The 1986 nuclear accident at Chernobyl in Ukraine unleashed radioactive pollution, including iodine, over a vast area now encompassing parts of Russia, Belarus, and Ukraine. The amounts far exceeded releases from any previous nuclear power station accident. Millions of people were exposed.
Since the accident, anecdotal evidence of increased cancer rates near Chernobyl has mushroomed like a radioactive cloud. Researchers now have hard proof that thyroid-cancer cases in children, while still rare, have multiplied in northern Ukraine during the post-accident years.

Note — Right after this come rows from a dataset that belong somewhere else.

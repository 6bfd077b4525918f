//! # Backline Core
//!
//! Core traits and types for the Backline band back-office.
//!
//! Business logic is written as reducers: pure functions that take the
//! current state and an action, mutate the state in place and return
//! descriptions of side effects for the runtime to execute.
//!
//! ## Core Concepts
//!
//! - **State**: Domain state for a feature
//! - **Action**: All possible inputs to a reducer (commands and the events they produce)
//! - **Reducer**: Pure function `(State, Action, Environment) → (State, Effects)`
//! - **Effect**: Side effect descriptions (not execution)
//! - **Environment**: Injected dependencies via traits
//! - **Record store**: The persistence boundary every feature reads and writes through
//!
//! ## Example
//!
//! ```ignore
//! use backline_core::{effect::Effect, reducer::Reducer, smallvec, SmallVec};
//!
//! impl Reducer for CounterReducer {
//!     type State = CounterState;
//!     type Action = CounterAction;
//!     type Environment = CounterEnvironment;
//!
//!     fn reduce(
//!         &self,
//!         state: &mut CounterState,
//!         action: CounterAction,
//!         _env: &CounterEnvironment,
//!     ) -> SmallVec<[Effect<CounterAction>; 4]> {
//!         state.count += 1;
//!         smallvec![Effect::None]
//!     }
//! }
//! ```

// Re-export commonly used types
pub use chrono::{DateTime, Utc};
pub use serde::{Deserialize, Serialize};
pub use smallvec::{SmallVec, smallvec};

pub mod record_store;

/// Reducer module - The core trait for business logic
///
/// Reducers are pure functions: `(State, Action, Environment) → (State, Effects)`
///
/// They contain all business logic and are deterministic and testable.
pub mod reducer {
    use super::effect::Effect;
    use smallvec::SmallVec;

    /// The Reducer trait - core abstraction for business logic
    ///
    /// # Type Parameters
    ///
    /// - `State`: The domain state this reducer operates on
    /// - `Action`: The action type this reducer processes
    /// - `Environment`: The injected dependencies this reducer needs
    pub trait Reducer {
        /// The state type this reducer operates on
        type State;

        /// The action type this reducer processes
        type Action;

        /// The environment type with injected dependencies
        type Environment;

        /// Reduce an action into state changes and effects
        ///
        /// This is a pure function that:
        /// 1. Validates the action
        /// 2. Updates state in place
        /// 3. Returns effect descriptions to be executed
        ///
        /// Most actions produce zero to four effects, so the result is
        /// stack-allocated in the common case.
        fn reduce(
            &self,
            state: &mut Self::State,
            action: Self::Action,
            env: &Self::Environment,
        ) -> SmallVec<[Effect<Self::Action>; 4]>;
    }
}

/// Effect module - Side effect descriptions
///
/// Effects describe side effects to be performed by the runtime.
/// They are values, not execution.
pub mod effect {
    use std::future::Future;
    use std::pin::Pin;

    /// Effect type - describes a side effect to be executed
    ///
    /// Effects are NOT executed immediately. They are descriptions of what should happen,
    /// returned from reducers and executed by the Store runtime. Effects returned
    /// together from one `reduce` call run in order.
    pub enum Effect<Action> {
        /// No-op effect
        None,

        /// Arbitrary async computation
        ///
        /// Returns `Option<Action>` - if Some, the action is fed back into the reducer
        Future(Pin<Box<dyn Future<Output = Option<Action>> + Send>>),
    }

    // Manual Debug implementation since Future doesn't implement Debug
    impl<Action> std::fmt::Debug for Effect<Action> {
        fn fmt(&self, f: &mut std::fmt::Formatter<'_>) -> std::fmt::Result {
            match self {
                Effect::None => write!(f, "Effect::None"),
                Effect::Future(_) => write!(f, "Effect::Future(<future>)"),
            }
        }
    }

    impl<Action> Effect<Action> {
        /// Wrap an async computation that may feed an action back
        pub fn future<F>(fut: F) -> Effect<Action>
        where
            F: Future<Output = Option<Action>> + Send + 'static,
        {
            Effect::Future(Box::pin(fut))
        }

        /// Whether this effect does nothing
        #[must_use]
        pub const fn is_none(&self) -> bool {
            matches!(self, Effect::None)
        }
    }
}

/// Environment module - Dependency injection traits
///
/// All external dependencies are abstracted behind traits and injected
/// via the Environment parameter.
pub mod environment {
    use chrono::{DateTime, NaiveDate, Utc};

    /// Clock trait - abstracts time operations for testability
    ///
    /// Production code uses [`SystemClock`]; tests use a fixed clock so
    /// that "today" (payment dates, invoice due dates) is deterministic.
    pub trait Clock: Send + Sync {
        /// Get the current time
        fn now(&self) -> DateTime<Utc>;

        /// Current calendar date in UTC
        fn today(&self) -> NaiveDate {
            self.now().date_naive()
        }
    }

    /// Wall-clock time
    #[derive(Debug, Clone, Copy, Default)]
    pub struct SystemClock;

    impl Clock for SystemClock {
        fn now(&self) -> DateTime<Utc> {
            Utc::now()
        }
    }
}

#[cfg(test)]
mod tests {
    use super::effect::Effect;
    use super::environment::{Clock, SystemClock};

    #[test]
    fn effect_debug_hides_future_body() {
        let effect: Effect<u8> = Effect::future(async { Some(1) });
        assert_eq!(format!("{effect:?}"), "Effect::Future(<future>)");
    }

    #[test]
    fn only_none_is_none() {
        assert!(Effect::<u8>::None.is_none());
        assert!(!Effect::<u8>::future(async { None }).is_none());
    }

    #[test]
    fn system_clock_today_matches_now() {
        let clock = SystemClock;
        assert_eq!(clock.today(), clock.now().date_naive());
    }
}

On average, doctors in northern Ukraine diagnosed 12 cases of childhood thyroid cancer annually in the 5-year period before Chernobyl. Between 1986 and 1990, they found 22 new cases per year. Between 1991 and 1995, the rate soared to 63 cases, and during the next 2 years, it climbed to 73 cases per year, the researchers report in the July 1 CANCER.
Children who were 5 years old or younger in 1986 were most likely to develop the cancer. Also, four children who were still in the womb at the time of the accident subsequently contracted thyroid cancer.

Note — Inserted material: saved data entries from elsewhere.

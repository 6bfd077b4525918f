//! # Backline Runtime
//!
//! Runtime implementation for Backline reducers.
//!
//! This crate provides the Store runtime that coordinates reducer execution
//! and effect handling.
//!
//! ## Core Components
//!
//! - **Store**: The runtime that manages state and executes effects
//! - **Effect Executor**: Executes effect descriptions and feeds actions back to the reducer
//! - **`EffectHandle`**: Lets a caller wait until an action and everything it cascaded into is done
//!
//! ## Example
//!
//! ```ignore
//! use backline_runtime::Store;
//!
//! let store = Store::new(initial_state, my_reducer, environment);
//!
//! let mut handle = store.send(Action::DoSomething).await?;
//! handle.wait().await?;
//!
//! let value = store.state(|s| s.some_field).await;
//! ```

use backline_core::{effect::Effect, reducer::Reducer};
use futures::future::BoxFuture;
use std::sync::Arc;
use std::sync::atomic::{AtomicBool, Ordering};
use tokio::sync::RwLock;
use tokio::task::JoinHandle;

/// Error types for the Store runtime
pub mod error {
    use thiserror::Error;

    /// Errors that can occur during Store operations
    #[derive(Error, Debug)]
    pub enum StoreError {
        /// A spawned effect task panicked or was cancelled
        #[error("Effect task failed: {0}")]
        TaskJoinError(#[from] tokio::task::JoinError),

        /// Store is shutting down and not accepting new actions
        #[error("Store is shutting down")]
        ShutdownInProgress,
    }
}

pub use error::StoreError;

/// Handle for waiting on the effects started by one `send`
///
/// Effects run in a spawned task. Actions they feed back are reduced and their
/// own effects executed inside that same task, so waiting on the handle waits
/// for the whole cascade.
#[derive(Debug)]
pub struct EffectHandle {
    task: Option<JoinHandle<()>>,
}

impl EffectHandle {
    /// A handle with nothing to wait for
    #[must_use]
    pub const fn completed() -> Self {
        Self { task: None }
    }

    const fn spawned(task: JoinHandle<()>) -> Self {
        Self { task: Some(task) }
    }

    /// Wait for all effects (and their cascades) to complete
    ///
    /// # Errors
    ///
    /// [`StoreError::TaskJoinError`] if the effect task panicked.
    pub async fn wait(&mut self) -> Result<(), StoreError> {
        if let Some(task) = self.task.take() {
            task.await?;
        }
        Ok(())
    }
}

/// Store module - The runtime for reducers
pub mod store {
    use super::{
        Arc, AtomicBool, BoxFuture, Effect, EffectHandle, Ordering, Reducer, RwLock, StoreError,
    };

    struct Shared<S, R, E> {
        state: RwLock<S>,
        reducer: R,
        environment: E,
    }

    /// The Store - runtime coordinator for a reducer
    ///
    /// The Store manages:
    /// 1. State (behind `RwLock` for concurrent access)
    /// 2. Reducer (business logic)
    /// 3. Environment (injected dependencies)
    /// 4. Effect execution (with feedback loop)
    ///
    /// Cloning a store is cheap; clones share state.
    pub struct Store<S, A, E, R>
    where
        R: Reducer<State = S, Action = A, Environment = E>,
    {
        shared: Arc<Shared<S, R, E>>,
        shutdown: Arc<AtomicBool>,
    }

    impl<S, A, E, R> Store<S, A, E, R>
    where
        R: Reducer<State = S, Action = A, Environment = E> + Send + Sync + 'static,
        A: Send + 'static,
        S: Send + Sync + 'static,
        E: Send + Sync + 'static,
    {
        /// Create a new store with initial state, reducer, and environment
        #[must_use]
        pub fn new(initial_state: S, reducer: R, environment: E) -> Self {
            Self {
                shared: Arc::new(Shared {
                    state: RwLock::new(initial_state),
                    reducer,
                    environment,
                }),
                shutdown: Arc::new(AtomicBool::new(false)),
            }
        }

        /// Send an action to the store
        ///
        /// The reducer runs synchronously under the state write lock; the
        /// returned effects run in a spawned task. `send` returns once the
        /// reducer has run, not when effects are done; use the returned
        /// [`EffectHandle`] to wait.
        ///
        /// # Errors
        ///
        /// Returns [`StoreError::ShutdownInProgress`] if the store is shutting down.
        #[tracing::instrument(skip(self, action), name = "store_send")]
        pub async fn send(&self, action: A) -> Result<EffectHandle, StoreError> {
            if self.shutdown.load(Ordering::SeqCst) {
                return Err(StoreError::ShutdownInProgress);
            }
            metrics::counter!("store.commands.total").increment(1);

            let effects = self.reduce(action).await;
            if effects.iter().all(Effect::is_none) {
                return Ok(EffectHandle::completed());
            }

            let store = self.clone();
            let task = tokio::spawn(async move {
                for effect in effects {
                    store.run_effect(effect).await;
                }
            });
            Ok(EffectHandle::spawned(task))
        }

        /// Read current state via a closure
        ///
        /// ```ignore
        /// let count = store.state(|s| s.items.len()).await;
        /// ```
        pub async fn state<F, T>(&self, f: F) -> T
        where
            F: FnOnce(&S) -> T,
        {
            let state = self.shared.state.read().await;
            f(&state)
        }

        /// Stop accepting new actions
        pub fn shutdown(&self) {
            tracing::debug!("Store shutting down");
            self.shutdown.store(true, Ordering::SeqCst);
        }

        async fn reduce(&self, action: A) -> backline_core::SmallVec<[Effect<A>; 4]> {
            let mut state = self.shared.state.write().await;
            self.shared
                .reducer
                .reduce(&mut state, action, &self.shared.environment)
        }

        async fn feed_back(&self, action: A) {
            let effects = self.reduce(action).await;
            for effect in effects {
                self.run_effect(effect).await;
            }
        }

        fn run_effect(&self, effect: Effect<A>) -> BoxFuture<'static, ()> {
            let store = self.clone();
            Box::pin(async move {
                match effect {
                    Effect::None => {
                        metrics::counter!("store.effects.executed", "type" => "none").increment(1);
                    },
                    Effect::Future(fut) => {
                        tracing::trace!("Executing Effect::Future");
                        metrics::counter!("store.effects.executed", "type" => "future")
                            .increment(1);
                        if let Some(action) = fut.await {
                            store.feed_back(action).await;
                        }
                    },
                }
            })
        }
    }

    impl<S, A, E, R> Clone for Store<S, A, E, R>
    where
        R: Reducer<State = S, Action = A, Environment = E>,
    {
        fn clone(&self) -> Self {
            Self {
                shared: Arc::clone(&self.shared),
                shutdown: Arc::clone(&self.shutdown),
            }
        }
    }
}

// Re-export for convenience
pub use store::Store;

#[cfg(test)]
#[allow(clippy::unwrap_used)]
mod tests {
    use super::*;
    use backline_core::{SmallVec, smallvec};

    #[derive(Debug, Clone, Default)]
    struct TestState {
        value: i32,
    }

    #[derive(Debug, Clone)]
    enum TestAction {
        Increment,
        ProduceEffect,
        ProduceChain,
    }

    struct TestEnv;

    struct TestReducer;

    impl Reducer for TestReducer {
        type State = TestState;
        type Action = TestAction;
        type Environment = TestEnv;

        fn reduce(
            &self,
            state: &mut Self::State,
            action: Self::Action,
            _env: &Self::Environment,
        ) -> SmallVec<[Effect<Self::Action>; 4]> {
            match action {
                TestAction::Increment => {
                    state.value += 1;
                    smallvec![Effect::None]
                },
                TestAction::ProduceEffect => {
                    smallvec![Effect::future(async { Some(TestAction::Increment) })]
                },
                TestAction::ProduceChain => smallvec![
                    Effect::future(async { Some(TestAction::Increment) }),
                    Effect::future(async { Some(TestAction::ProduceEffect) }),
                ],
            }
        }
    }

    fn store() -> Store<TestState, TestAction, TestEnv, TestReducer> {
        Store::new(TestState::default(), TestReducer, TestEnv)
    }

    #[tokio::test]
    async fn send_runs_reducer_synchronously() {
        let store = store();
        let mut handle = store.send(TestAction::Increment).await.unwrap();
        handle.wait().await.unwrap();
        assert_eq!(store.state(|s| s.value).await, 1);
    }

    #[tokio::test]
    async fn future_effect_feeds_action_back() {
        let store = store();
        let mut handle = store.send(TestAction::ProduceEffect).await.unwrap();
        handle.wait().await.unwrap();
        assert_eq!(store.state(|s| s.value).await, 1);
    }

    #[tokio::test]
    async fn wait_covers_cascading_actions() {
        let store = store();
        let mut handle = store.send(TestAction::ProduceChain).await.unwrap();
        handle.wait().await.unwrap();
        assert_eq!(store.state(|s| s.value).await, 2);
    }

    #[tokio::test]
    async fn shutdown_rejects_new_actions() {
        let store = store();
        store.shutdown();
        assert!(matches!(
            store.send(TestAction::Increment).await,
            Err(StoreError::ShutdownInProgress)
        ));
    }
}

All but a few of the children have survived. Thyroid cancer is treated by removal of the thyroid gland. Patients must then take thyroid-hormone replacements for the rest of their lives.

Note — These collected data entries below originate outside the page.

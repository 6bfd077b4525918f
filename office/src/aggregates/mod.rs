//! Reducers for the back-office.
//!
//! - Booking: the lifecycle state machine and its persistence effects
//! - Inbox: the admin conversation list and selection

pub mod booking;
pub mod inbox;

pub use booking::{
    Booking, BookingAction, BookingError, BookingLifecycle, BookingReducer, BookingState,
    BookingTransition,
};
pub use inbox::{InboxAction, InboxEnvironment, InboxReducer, InboxState};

While previous reports indicated thyroid-cancer incidence was up in the region, they lacked the statistical rigor of this comparison, says study coauthor Virginia A. LiVolsi, a pathologist at the University of Pennsylvania Medical Center in Philadelphia.
The thyroid gland needs iodine to manufacture thyroid hormone, which is essential to body metabolism and growth. The children in the Ukraine might have been slightly deficient in iodine before the accident, LiVolsi says, causing their thyroids to readily accept iodine--radioactive or not. Radioactive iodine kills cells or retards their development. The radiation also causes DNA damage, genetic mutations, and sometimes cancer.
Data for the new study came from a registry compiled by the Academy of Medical Sciences of Ukraine in Kiev. Scientists suspect that exposed adults might also have a higher thyroid-cancer incidence since the accident, but the researchers are only now collecting data on adults. Because children have smaller thyroid glands, their radioactive dose of iodine is proportionately larger and so has a greater impact, LiVolsi says.